Exercise data:
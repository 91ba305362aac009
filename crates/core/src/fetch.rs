//! Page retrieval from URLs, files, and stdin.
//!
//! Network access goes through the [`PageFetcher`] trait so the extractor's
//! strategy ordering can be exercised without a network. [`HttpFetcher`] is
//! the reqwest-backed implementation used in production.

use std::fs;
use std::path::PathBuf;
use std::time::Duration;

use async_trait::async_trait;
use reqwest::Client;
use url::Url;

use crate::{Result, ShelfmarkError};

const DEFAULT_USER_AGENT: &str = "Mozilla/5.0 (compatible; Shelfmark/0.3; +https://shelfmark.app/bot)";

/// HTTP client configuration for fetching web pages.
#[derive(Debug, Clone)]
pub struct FetchConfig {
    /// Request timeout in seconds.
    pub timeout: u64,
    /// Custom User-Agent string.
    pub user_agent: String,
}

impl FetchConfig {
    /// Default config with a different timeout.
    pub fn with_timeout(timeout: u64) -> Self {
        Self { timeout, ..Default::default() }
    }
}

impl Default for FetchConfig {
    fn default() -> Self {
        Self { timeout: 30, user_agent: DEFAULT_USER_AGENT.to_string() }
    }
}

/// Source of raw page HTML.
#[async_trait]
pub trait PageFetcher: Send + Sync {
    /// Downloads `url` and returns the decoded body.
    async fn fetch(&self, url: &str, config: &FetchConfig) -> Result<String>;
}

/// [`PageFetcher`] backed by a shared reqwest [`Client`].
///
/// The per-request timeout comes from the [`FetchConfig`] passed to each call,
/// so one fetcher serves both extraction strategies.
#[derive(Debug, Clone, Default)]
pub struct HttpFetcher {
    client: Client,
}

impl HttpFetcher {
    pub fn new() -> Self {
        Self::default()
    }
}

#[async_trait]
impl PageFetcher for HttpFetcher {
    async fn fetch(&self, url: &str, config: &FetchConfig) -> Result<String> {
        fetch_with_client(&self.client, url, config).await
    }
}

/// Parses and validates a URL the way every fetch path expects it.
pub fn parse_http_url(url: &str) -> Result<Url> {
    let parsed = Url::parse(url).map_err(|e| ShelfmarkError::InvalidUrl(e.to_string()))?;

    match parsed.scheme() {
        "http" | "https" => Ok(parsed),
        other => Err(ShelfmarkError::InvalidUrl(format!(
            "unsupported scheme '{}', expected http or https",
            other
        ))),
    }
}

async fn fetch_with_client(client: &Client, url: &str, config: &FetchConfig) -> Result<String> {
    let parsed_url = parse_http_url(url)?;
    let timed_out = |e: reqwest::Error| {
        if e.is_timeout() { ShelfmarkError::Timeout { timeout: config.timeout } } else { ShelfmarkError::HttpError(e) }
    };

    let response = client
        .get(parsed_url)
        .timeout(Duration::from_secs(config.timeout))
        .header("User-Agent", &config.user_agent)
        .header("Accept", "text/html,application/xhtml+xml,application/xml;q=0.9,*/*;q=0.8")
        .header("Accept-Language", "en-US,en;q=0.9")
        .send()
        .await
        .map_err(timed_out)?;

    let status = response.status();
    if !status.is_success() {
        return Err(ShelfmarkError::HttpStatus { status: status.as_u16() });
    }

    response.text().await.map_err(timed_out)
}

/// Reads HTML content from a local file.
pub fn fetch_file(path: &str) -> Result<String> {
    let path_buf = PathBuf::from(path);

    if !path_buf.exists() { Err(ShelfmarkError::FileNotFound(path_buf)) } else { Ok(fs::read_to_string(&path_buf)?) }
}

/// Reads HTML content from standard input until EOF.
pub fn fetch_stdin() -> Result<String> {
    use std::io::{self, Read};

    let mut buffer = String::new();
    io::stdin().read_to_string(&mut buffer)?;

    Ok(buffer)
}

Your assignment:
Your answer must be the data above, copied exactly from its first line through the line containing "so the extractor's", and nothing more.

Answer below:
repository 91ba305362aac009
filename crates/core/src/fetch.rs
//! Page retrieval from URLs, files, and stdin.
//!
//! Network access goes through the [`PageFetcher`] trait so the extractor's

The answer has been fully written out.